* Task directions *
Search the entries for lines that contain the word "FeatureSchema", and report each one found.

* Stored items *
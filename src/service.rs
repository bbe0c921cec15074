//! The explicit, immutable service object behind every request.
//!
//! Dataset, schema, fitted pipeline and similarity index are built together
//! in one pass and never change afterwards. Rebuilding means constructing a
//! new service.

use std::sync::Arc;
use std::time::Instant;

use crate::config::{AppConfig, ModelConfig};
use crate::dataframeutils::{determine_dataset_statistics, DatasetStats};
use crate::error::{AdvisorError, ModelError, QueryError};
use crate::io::{load_dataset, HistoricalDataset};
use crate::knn::{CosineIndex, NeighborSearch};
use crate::model::{self, GradientBoostedTrees, PriceModel, PricePrediction};
use crate::preprocessing::FittedPreprocessor;
use crate::query::{FeatureRecord, QueryBuilder, Selections};
use crate::recommend::{self, RecommendationResult};
use crate::schema::catalog::laptop_catalog;
use crate::schema::{load_catalog, FeatureSchema};

pub struct RecommenderService {
    dataset: HistoricalDataset,
    query_builder: QueryBuilder,
    preprocessor: FittedPreprocessor,
    index: CosineIndex,
    price_model: Option<Box<dyn PriceModel>>,
    settings: ModelConfig,
    stats: DatasetStats,
}

impl RecommenderService {
    pub fn build(
        dataset: HistoricalDataset,
        settings: ModelConfig,
        price_model: Option<Box<dyn PriceModel>>,
    ) -> Result<Self, AdvisorError> {
        settings.validate()?;

        let start = Instant::now();
        let preprocessor = FittedPreprocessor::fit(&dataset, &settings.excluded_features)?;
        let matrix = preprocessor.transform_dataset(&dataset)?;
        let index = CosineIndex::build(matrix)?;
        tracing::info!(
            "built similarity index over {} listings in {:?}",
            index.len(),
            start.elapsed()
        );

        if let Some(model) = &price_model {
            let absent: Vec<&String> = model
                .feature_names()
                .iter()
                .filter(|name| dataset.schema().position(name).is_none())
                .collect();
            if !absent.is_empty() {
                tracing::warn!(
                    "price model expects {} features the schema does not produce: {:?}",
                    absent.len(),
                    absent
                );
            }
        }

        let stats = determine_dataset_statistics(&dataset, &preprocessor);
        let query_builder = QueryBuilder::new(Arc::clone(dataset.schema()));

        Ok(RecommenderService {
            dataset,
            query_builder,
            preprocessor,
            index,
            price_model,
            settings,
            stats,
        })
    }

    /// Loads every input named in `config` and builds the service. Any
    /// failure is fatal to startup.
    pub fn from_config(config: &AppConfig) -> Result<Self, AdvisorError> {
        let catalog = match &config.data.schema_path {
            Some(path) => load_catalog(path)?,
            None => laptop_catalog(),
        };
        let dataset = load_dataset(
            &config.data.features_path,
            &config.data.prices_path,
            &config.data.titles_path,
            &catalog,
        )?;
        let price_model = match &config.data.model_path {
            Some(path) => Some(Box::new(GradientBoostedTrees::load(path)?) as Box<dyn PriceModel>),
            None => {
                tracing::warn!("no price model configured, price predictions are unavailable");
                None
            }
        };
        RecommenderService::build(dataset, config.model.clone(), price_model)
    }

    pub fn build_record(&self, selections: &Selections) -> Result<FeatureRecord, QueryError> {
        self.query_builder.build(selections)
    }

    /// Ranks the `k` most similar listings, `k` defaulting to the configured one.
    pub fn recommend_record(
        &self,
        record: &FeatureRecord,
        k: Option<usize>,
    ) -> Result<RecommendationResult, AdvisorError> {
        let vector = self.preprocessor.transform(record)?;
        let k = k.unwrap_or(self.settings.neighbors_k);
        let neighbors = self.index.find_neighbors(&vector, k)?;
        Ok(recommend::assemble(
            &neighbors,
            &self.dataset,
            self.settings.similarity_floor,
        ))
    }

    pub fn recommend(
        &self,
        selections: &Selections,
    ) -> Result<(FeatureRecord, RecommendationResult), AdvisorError> {
        let record = self.build_record(selections)?;
        let result = self.recommend_record(&record, None)?;
        Ok((record, result))
    }

    pub fn predict_price(&self, record: &FeatureRecord) -> Result<PricePrediction, ModelError> {
        model::predict_price(self.price_model.as_deref(), record)
    }

    pub fn has_price_model(&self) -> bool {
        self.price_model.is_some()
    }

    pub fn schema(&self) -> &FeatureSchema {
        self.dataset.schema()
    }

    pub fn dataset(&self) -> &HistoricalDataset {
        &self.dataset
    }

    pub fn preprocessor(&self) -> &FittedPreprocessor {
        &self.preprocessor
    }

    pub fn settings(&self) -> &ModelConfig {
        &self.settings
    }

    pub fn stats(&self) -> &DatasetStats {
        &self.stats
    }
}

#[cfg(test)]
mod service_test {
    use super::*;
    use crate::query::SelectionValue;
    use crate::schema::AttributeSpec;
    use crate::test_fixtures::{small_dataset, PRICE_MODEL};
    use float_cmp::approx_eq;

    fn settings(neighbors_k: usize) -> ModelConfig {
        ModelConfig {
            neighbors_k,
            similarity_floor: 1.0,
            excluded_features: Vec::new(),
        }
    }

    /// Three listings that differ only in RAM. All of them are laptops, which
    /// keeps the standardized vectors off the origin.
    fn three_listings() -> HistoricalDataset {
        let catalog = vec![
            AttributeSpec::Numeric {
                name: "ram_gb".to_string(),
                column: "ram_memoria_ram_GB".to_string(),
                min: 0.0,
                max: 256.0,
                default: 16.0,
            },
            AttributeSpec::OneHot {
                name: "device_type".to_string(),
                prefix: "tipo_".to_string(),
                default: "nan".to_string(),
            },
        ];
        let headers: Vec<String> = vec!["ram_memoria_ram_GB", "tipo_Laptop", "tipo_nan"]
            .into_iter()
            .map(String::from)
            .collect();
        let schema = Arc::new(FeatureSchema::from_headers(&catalog, &headers).unwrap());
        let rows = vec![
            vec![Some(8.0), Some(1.0), Some(0.0)],
            vec![Some(16.0), Some(1.0), Some(0.0)],
            vec![Some(64.0), Some(1.0), Some(0.0)],
        ];
        HistoricalDataset::new(
            schema,
            rows,
            vec![500.0, 1000.0, 1500.0],
            vec!["Budget".to_string(), "Midrange".to_string(), "Workstation".to_string()],
            "three listings",
        )
        .unwrap()
    }

    fn selections(pairs: Vec<(&str, SelectionValue)>) -> Selections {
        pairs
            .into_iter()
            .map(|(name, value)| (name.to_string(), value))
            .collect()
    }

    #[test]
    fn should_rank_exact_match_first_with_full_similarity() {
        let service = RecommenderService::build(three_listings(), settings(2), None).unwrap();

        let (_, result) = service
            .recommend(&selections(vec![
                ("ram_gb", SelectionValue::Number(16.0)),
                ("device_type", SelectionValue::Choice("Laptop".to_string())),
            ]))
            .unwrap();

        assert_eq!(2, result.len());
        let first = &result.recommendations[0];
        let second = &result.recommendations[1];
        assert_eq!(1, first.listing);
        assert_eq!("Midrange", first.title);
        assert_eq!(1000.0, first.price);
        assert!(approx_eq!(f64, 1.0, first.similarity, epsilon = 1e-12));
        assert_eq!(0, second.listing);
        assert_eq!(500.0, second.price);
        assert!(second.similarity > 0.0 && second.similarity < first.similarity);
    }

    #[test]
    fn should_return_every_listing_when_k_exceeds_dataset() {
        let dataset = three_listings();
        let rows = dataset.rows()[..2].to_vec();
        let two = HistoricalDataset::new(
            Arc::clone(dataset.schema()),
            rows,
            vec![500.0, 1000.0],
            vec![String::new(), String::new()],
            "two listings",
        )
        .unwrap();
        let service = RecommenderService::build(two, settings(5), None).unwrap();

        let (_, result) = service.recommend(&Selections::new()).unwrap();

        assert_eq!(2, result.len());
        let mut listings: Vec<usize> = result.recommendations.iter().map(|r| r.listing).collect();
        listings.sort_unstable();
        assert_eq!(vec![0, 1], listings);
    }

    #[test]
    fn should_honour_requested_k() {
        let service = RecommenderService::build(small_dataset(), settings(5), None).unwrap();
        let record = service.build_record(&Selections::new()).unwrap();

        assert_eq!(1, service.recommend_record(&record, Some(1)).unwrap().len());
        assert_eq!(5, service.recommend_record(&record, None).unwrap().len());
        assert_eq!(5, service.recommend_record(&record, Some(50)).unwrap().len());
    }

    #[test]
    fn should_reject_unknown_brand_without_recommending() {
        let service = RecommenderService::build(small_dataset(), settings(5), None).unwrap();

        let result = service.recommend(&selections(vec![(
            "brand",
            SelectionValue::Choice("Nonexistent Corp".to_string()),
        )]));

        assert!(matches!(
            result,
            Err(AdvisorError::Query(QueryError::UnknownCategory { .. }))
        ));
    }

    #[test]
    fn should_predict_price_independently_of_recommendations() {
        let model = GradientBoostedTrees::from_json(PRICE_MODEL).unwrap();
        let service =
            RecommenderService::build(small_dataset(), settings(5), Some(Box::new(model))).unwrap();
        let record = service
            .build_record(&selections(vec![
                ("ram_gb", SelectionValue::Number(16.0)),
                ("webcam", SelectionValue::Flag(true)),
            ]))
            .unwrap();

        let prediction = service.predict_price(&record).unwrap();
        assert!(approx_eq!(f64, 7.2, prediction.log_price, epsilon = 1e-12));
        assert!(approx_eq!(f64, 7.2_f64.exp() - 1.0, prediction.price, epsilon = 1e-9));

        let without_model = RecommenderService::build(small_dataset(), settings(5), None).unwrap();
        assert!(matches!(
            without_model.predict_price(&record),
            Err(ModelError::Unavailable)
        ));
        assert_eq!(5, without_model.recommend_record(&record, None).unwrap().len());
    }

    #[test]
    fn should_refuse_invalid_settings() {
        let mut invalid = settings(5);
        invalid.similarity_floor = 0.0;

        assert!(matches!(
            RecommenderService::build(small_dataset(), invalid, None),
            Err(AdvisorError::Config(_))
        ));
    }
}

* Result of the task *
use crate::schema::{load_catalog, FeatureSchema};
    pub fn schema(&self) -> &FeatureSchema {
        let schema = Arc::new(FeatureSchema::from_headers(&catalog, &headers).unwrap());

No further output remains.